Ora, restando nel solco della stessa lettera paolina, esistono false dottrine che vanno insinuandosi nella Chiesa stessa. Non parliamo, per forza, di dottrine volutamente o palesemente false, facili da riconoscere e contro le quali non è difficile armarsi. Ci riferiamo a qualcosa di più subdolo, talora neppure voluto, apparentemente compatibile con la stessa dottrina predicata nella Scrittura, ma con al proprio interno un germe pericoloso. Un germe che rischia di fare deviare il credente dalla retta via, spianando la strada a crisi spirituali e a rischi ben più grandi. Una sorta d’influenza, il cui germe non c’impedisce di stare bene e in salute finché non esplode, ma che, se non curato per tempo, rischia di scatenare una malattia ben più grave.
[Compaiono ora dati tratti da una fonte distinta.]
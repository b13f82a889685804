//! # Per-body orbit
//!
//! An [`Orbit`](crate::orbit::Orbit) couples a named
//! [`OrbitPropagator`](crate::propagator::OrbitPropagator) with:
//!
//! - a lazily built, immutable orbit-path cache (built at most once per orbit),
//! - an optional particle handle, either a dedicated mesh node ("big particle") or an index into
//!   the shared [`PointCloudBuffer`](crate::point_cloud::PointCloudBuffer),
//! - the last position successfully computed, used as a fallback when a Kepler solve fails.

use std::sync::Arc;

use nalgebra::Vector3;
use once_cell::unsync::OnceCell;

use crate::{
    constants::JulianDate,
    orbital_elements::OrbitalElements,
    orrery_errors::OrreryError,
    point_cloud::{PointCloudBuffer, PointIndex},
    propagator::{OrbitPath, OrbitPropagator},
    scene::{NodeId, SceneTree},
};

/// Where the orbit draws its moving marker.
#[derive(Debug, Clone, Copy, PartialEq, Eq)]
pub enum ParticleHandle {
    /// Dedicated sphere mesh, used when the renderer has no batched point rendering.
    BigParticle(NodeId),
    /// Vertex in the shared point cloud.
    PointCloud(PointIndex),
}

#[derive(Debug, Clone)]
pub struct Orbit {
    name: String,
    short_name: Option<String>,
    propagator: OrbitPropagator,
    path: OnceCell<Arc<OrbitPath>>,
    particle: Option<ParticleHandle>,
    last_position: Option<Vector3<f64>>,
}

impl Orbit {
    /// Build an orbit from feed elements.
    ///
    /// Arguments
    /// ---------
    /// * `name` – Full identifying name, used for uniqueness and parent lookup.
    /// * `elements` – Heliocentric elements.
    ///
    /// Return
    /// ------
    /// * The orbit, or a configuration error when the elements cannot be propagated.
    pub fn new(name: impl Into<String>, elements: OrbitalElements) -> Result<Self, OrreryError> {
        let name = name.into();
        let propagator = OrbitPropagator::new(&name, elements)?;
        Ok(Self {
            name,
            short_name: None,
            propagator,
            path: OnceCell::new(),
            particle: None,
            last_position: None,
        })
    }

    pub fn with_short_name(mut self, short_name: impl Into<String>) -> Self {
        self.short_name = Some(short_name.into());
        self
    }

    pub fn name(&self) -> &str {
        &self.name
    }

    pub fn short_name(&self) -> Option<&str> {
        self.short_name.as_deref()
    }

    /// Whether `name` is this orbit's full or short name.
    pub fn answers_to(&self, name: &str) -> bool {
        self.name == name || self.short_name.as_deref() == Some(name)
    }

    pub fn elements(&self) -> &OrbitalElements {
        self.propagator.elements()
    }

    pub fn propagator(&self) -> &OrbitPropagator {
        &self.propagator
    }

    pub fn particle(&self) -> Option<ParticleHandle> {
        self.particle
    }

    pub fn set_particle(&mut self, particle: ParticleHandle) {
        self.particle = Some(particle);
    }

    pub fn last_position(&self) -> Option<Vector3<f64>> {
        self.last_position
    }

    /// Orbit trace, sampled on first call and shared afterwards.
    pub fn path(&self) -> Result<Arc<OrbitPath>, OrreryError> {
        self.path
            .get_or_try_init(|| self.propagator.sample_orbit_path().map(Arc::new))
            .cloned()
    }

    /// Whether the trace has already been sampled.
    pub fn has_cached_path(&self) -> bool {
        self.path.get().is_some()
    }

    /// Position at `time`, remembered as the fallback for later failures.
    pub fn position_at(&mut self, time: JulianDate) -> Result<Vector3<f64>, OrreryError> {
        let position = self.propagator.position_at(time)?;
        self.last_position = Some(position);
        Ok(position)
    }

    /// Position at `time`, or the last known one when the solve fails.
    ///
    /// Return
    /// ------
    /// * `Err` only if the solve fails and no position was ever computed.
    pub fn position_or_last_known(
        &mut self,
        time: JulianDate,
    ) -> Result<Vector3<f64>, OrreryError> {
        match self.position_at(time) {
            Ok(position) => Ok(position),
            Err(err) => match self.last_position {
                Some(position) => {
                    tracing::warn!(orbit = %self.name, %err, "keeping last known position");
                    Ok(position)
                }
                None => Err(err),
            },
        }
    }

    /// Move the particle marker to `position`.
    pub fn move_particle(
        &self,
        position: &Vector3<f64>,
        scene: &mut SceneTree,
        points: &mut PointCloudBuffer,
    ) -> Result<(), OrreryError> {
        match self.particle {
            Some(ParticleHandle::BigParticle(node)) => scene.set_position(node, *position),
            Some(ParticleHandle::PointCloud(index)) => {
                if !points.set(index, position) {
                    tracing::warn!(orbit = %self.name, index = index.get(), "point index out of range");
                }
                Ok(())
            }
            None => Ok(()),
        }
    }
}

#[cfg(test)]
mod orbit_test {
    use super::*;
    use crate::orbital_elements::test_orbital_elements::earth_like;

    #[test]
    fn test_path_is_built_once() {
        let orbit = Orbit::new("Earth", earth_like()).unwrap();
        assert!(!orbit.has_cached_path());

        let first = orbit.path().unwrap();
        let second = orbit.path().unwrap();
        assert!(orbit.has_cached_path());
        assert!(Arc::ptr_eq(&first, &second));
        assert_eq!(first.len(), 100);
    }

    #[test]
    fn test_names() {
        let orbit = Orbit::new("3 Earth", earth_like())
            .unwrap()
            .with_short_name("Earth");
        assert!(orbit.answers_to("3 Earth"));
        assert!(orbit.answers_to("Earth"));
        assert!(!orbit.answers_to("Mars"));
    }

    #[test]
    fn test_last_known_position_fallback() {
        let mut orbit = Orbit::new("Earth", earth_like()).unwrap();
        assert!(orbit.position_or_last_known(f64::NAN).is_err());

        let good = orbit.position_at(2451545.0).unwrap();
        assert_eq!(orbit.position_or_last_known(f64::NAN).unwrap(), good);
    }

    #[test]
    fn test_move_particle_in_point_cloud() {
        let mut scene = SceneTree::new();
        let mut points = PointCloudBuffer::new();
        let mut orbit = Orbit::new("Earth", earth_like()).unwrap();
        let index = points.push_placeholder();
        orbit.set_particle(ParticleHandle::PointCloud(index));

        let pos = orbit.position_at(2451545.0).unwrap();
        orbit.move_particle(&pos, &mut scene, &mut points).unwrap();
        assert_eq!(points.get(index), Some(&pos.cast::<f32>()));
    }
}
Particolarmente rischioso, per chi cerca la Verità, è l’«occuparsi di favole e genealogie senza fine». Il lanciarsi in speculazioni intellettuali che poco hanno a che fare con il messaggio di Dio e ne sono piuttosto di ostacolo. Da questa attitudine umana nascono le false dottrine di cui parla Paolo, da questa tendenza si formano coloro che «vogliono essere dottori della legge, ma in realtà non sanno né quello che dicono né quello che affermano con certezza». Non parliamo per forza di persone malvage, badate bene, ma di persone che credono di poter andare oltre il contenuto delle Scritture, senza averlo capito. Che, magari, pensano di essere utili alla causa cristiana, ma non lo sono. In poche parole, di individui per cui il proprio io viene prima di Dio. Invece, chiusa la Bibbia si finisce inevitabilmente con il parlare del nulla. Tutto ciò che esiste di umano, per quanto elevato, per quanto magnifico, non è che paglia di fronte al Signore. C’è una grande differenza tra la Parola di Dio e le parole umane. Solo la prima è degna di attenzione, le altre sono vane, perché al di fuori dalla Scrittura non ci può essere Verità.

Ma Paolo si spinge oltre e ci indica anche la qualità indispensabile con cui approcciarsi e divulgare la parola di Dio, ovvero «l’amore che viene da un cuore puro, da una buona coscienza e da una fede sincera». L’amore è la prima testimonianza di Fede. Questo amore implica anche il fare conoscere agli uomini il proprio stato di peccatori. Perché è solo quando ci si rende conto di essere malati, che si va alla ricerca del medico. Solo quando prendiamo consapevolezza del nostro stato di peccatori, arriviamo a comprendere l’amore di Gesù. Oggi più che mai, gli uomini hanno bisogno di Cristo, non di chiacchere. Tutti gli uomini ne hanno bisogno, in modo particolare i peggiori. Perché è soprattutto per «gli iniqui e i ribelli, per gli empi e i peccatori, per i sacrileghi e gli irreligiosi» che Dio si è fatto uomo ed è morto in croce. Ed è soprattutto a loro, a chi si è smarrito, che si rivolge il messaggio di salvezza.